» **WHAT NEEDS TO BE DONE**: Which of the lines below contain the string "EmptyDocument"? Copy each one.

:: THE INPUT ::

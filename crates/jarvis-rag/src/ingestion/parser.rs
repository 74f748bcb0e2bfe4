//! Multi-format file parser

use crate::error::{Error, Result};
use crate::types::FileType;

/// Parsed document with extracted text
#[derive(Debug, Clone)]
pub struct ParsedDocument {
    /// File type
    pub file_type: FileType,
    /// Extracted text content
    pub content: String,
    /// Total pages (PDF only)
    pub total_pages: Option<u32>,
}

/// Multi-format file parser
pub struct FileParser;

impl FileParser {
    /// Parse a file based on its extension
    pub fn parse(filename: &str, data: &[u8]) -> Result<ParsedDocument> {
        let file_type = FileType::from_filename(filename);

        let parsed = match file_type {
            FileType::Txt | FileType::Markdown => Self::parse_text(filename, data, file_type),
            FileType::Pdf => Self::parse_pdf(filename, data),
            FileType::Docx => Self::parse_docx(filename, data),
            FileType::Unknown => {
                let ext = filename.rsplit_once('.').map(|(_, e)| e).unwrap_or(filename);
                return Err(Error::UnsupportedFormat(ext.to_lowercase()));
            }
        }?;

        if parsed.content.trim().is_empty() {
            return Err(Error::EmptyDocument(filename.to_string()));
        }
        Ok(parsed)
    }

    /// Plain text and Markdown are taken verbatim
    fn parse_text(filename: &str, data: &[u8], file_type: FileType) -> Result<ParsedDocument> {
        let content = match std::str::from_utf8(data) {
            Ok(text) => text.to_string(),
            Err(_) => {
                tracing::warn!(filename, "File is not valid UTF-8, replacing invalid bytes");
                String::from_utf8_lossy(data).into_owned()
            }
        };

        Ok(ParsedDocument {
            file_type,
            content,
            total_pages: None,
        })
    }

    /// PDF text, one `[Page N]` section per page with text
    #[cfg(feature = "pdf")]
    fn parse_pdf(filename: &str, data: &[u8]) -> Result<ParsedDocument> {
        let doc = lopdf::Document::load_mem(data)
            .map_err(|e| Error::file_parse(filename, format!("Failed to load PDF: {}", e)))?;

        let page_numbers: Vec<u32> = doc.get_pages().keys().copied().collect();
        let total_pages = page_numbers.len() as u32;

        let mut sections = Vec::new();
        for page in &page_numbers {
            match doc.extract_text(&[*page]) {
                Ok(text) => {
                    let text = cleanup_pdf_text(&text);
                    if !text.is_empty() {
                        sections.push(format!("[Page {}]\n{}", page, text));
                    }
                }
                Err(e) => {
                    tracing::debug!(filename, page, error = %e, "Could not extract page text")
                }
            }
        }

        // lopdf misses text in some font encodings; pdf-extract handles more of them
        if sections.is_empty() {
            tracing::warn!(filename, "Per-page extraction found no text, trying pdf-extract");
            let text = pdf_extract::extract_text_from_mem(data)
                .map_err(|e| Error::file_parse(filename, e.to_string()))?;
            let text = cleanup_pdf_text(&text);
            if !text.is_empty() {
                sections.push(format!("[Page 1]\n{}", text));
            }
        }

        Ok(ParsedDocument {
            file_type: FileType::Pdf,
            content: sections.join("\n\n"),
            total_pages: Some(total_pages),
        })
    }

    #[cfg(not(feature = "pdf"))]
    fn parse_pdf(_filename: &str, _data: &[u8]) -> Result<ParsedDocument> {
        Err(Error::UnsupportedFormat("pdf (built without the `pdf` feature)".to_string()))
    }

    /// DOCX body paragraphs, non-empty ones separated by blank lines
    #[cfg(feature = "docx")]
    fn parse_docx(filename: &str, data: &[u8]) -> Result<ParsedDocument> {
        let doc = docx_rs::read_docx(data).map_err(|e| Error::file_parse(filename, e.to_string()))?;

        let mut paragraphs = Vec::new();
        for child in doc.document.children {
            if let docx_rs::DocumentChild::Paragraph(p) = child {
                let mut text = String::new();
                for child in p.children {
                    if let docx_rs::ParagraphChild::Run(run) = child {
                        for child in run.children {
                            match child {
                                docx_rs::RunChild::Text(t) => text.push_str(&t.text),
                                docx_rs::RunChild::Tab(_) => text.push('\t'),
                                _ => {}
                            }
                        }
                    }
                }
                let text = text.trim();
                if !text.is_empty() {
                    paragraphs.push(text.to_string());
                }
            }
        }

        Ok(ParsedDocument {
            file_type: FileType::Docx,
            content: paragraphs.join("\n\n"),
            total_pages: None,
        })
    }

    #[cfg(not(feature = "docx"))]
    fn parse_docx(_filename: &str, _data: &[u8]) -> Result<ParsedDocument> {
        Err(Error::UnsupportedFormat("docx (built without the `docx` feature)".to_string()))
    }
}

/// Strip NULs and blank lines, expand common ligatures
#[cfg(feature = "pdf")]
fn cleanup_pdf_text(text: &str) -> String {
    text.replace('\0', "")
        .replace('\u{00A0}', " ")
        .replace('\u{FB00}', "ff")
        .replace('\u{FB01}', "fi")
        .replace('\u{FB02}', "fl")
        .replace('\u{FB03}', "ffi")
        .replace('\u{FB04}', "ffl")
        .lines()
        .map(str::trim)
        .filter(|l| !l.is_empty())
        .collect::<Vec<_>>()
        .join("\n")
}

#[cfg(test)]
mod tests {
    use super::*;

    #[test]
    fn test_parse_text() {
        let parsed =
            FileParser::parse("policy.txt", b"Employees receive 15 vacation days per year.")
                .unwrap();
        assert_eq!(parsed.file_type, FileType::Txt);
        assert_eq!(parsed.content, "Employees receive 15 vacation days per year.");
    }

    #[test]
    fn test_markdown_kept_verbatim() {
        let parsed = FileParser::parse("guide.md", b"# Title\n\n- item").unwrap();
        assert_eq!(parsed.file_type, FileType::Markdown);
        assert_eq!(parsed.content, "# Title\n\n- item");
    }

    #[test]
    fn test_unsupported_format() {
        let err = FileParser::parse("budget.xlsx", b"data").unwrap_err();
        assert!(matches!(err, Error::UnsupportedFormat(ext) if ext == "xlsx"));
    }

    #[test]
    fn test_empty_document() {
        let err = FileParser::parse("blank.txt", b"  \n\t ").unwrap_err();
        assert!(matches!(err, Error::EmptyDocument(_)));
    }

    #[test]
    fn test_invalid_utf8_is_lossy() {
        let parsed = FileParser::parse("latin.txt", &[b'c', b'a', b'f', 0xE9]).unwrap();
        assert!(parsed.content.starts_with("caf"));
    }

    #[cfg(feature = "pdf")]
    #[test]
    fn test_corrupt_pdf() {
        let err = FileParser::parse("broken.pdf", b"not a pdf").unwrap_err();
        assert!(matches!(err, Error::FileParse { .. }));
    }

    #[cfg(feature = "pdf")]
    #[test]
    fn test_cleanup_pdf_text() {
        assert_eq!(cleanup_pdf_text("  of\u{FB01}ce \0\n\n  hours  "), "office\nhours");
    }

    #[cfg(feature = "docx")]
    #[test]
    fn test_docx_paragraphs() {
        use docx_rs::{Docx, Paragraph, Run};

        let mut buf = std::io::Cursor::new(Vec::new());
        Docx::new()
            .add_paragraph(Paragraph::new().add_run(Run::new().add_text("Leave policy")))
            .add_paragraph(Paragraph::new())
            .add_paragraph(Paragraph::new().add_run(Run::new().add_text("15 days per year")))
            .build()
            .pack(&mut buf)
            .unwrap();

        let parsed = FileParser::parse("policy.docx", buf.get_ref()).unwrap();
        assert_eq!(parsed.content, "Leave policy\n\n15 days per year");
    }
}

:::

» **ANSWER SPACE**:
            return Err(Error::EmptyDocument(filename.to_string()));
        assert!(matches!(err, Error::EmptyDocument(_)));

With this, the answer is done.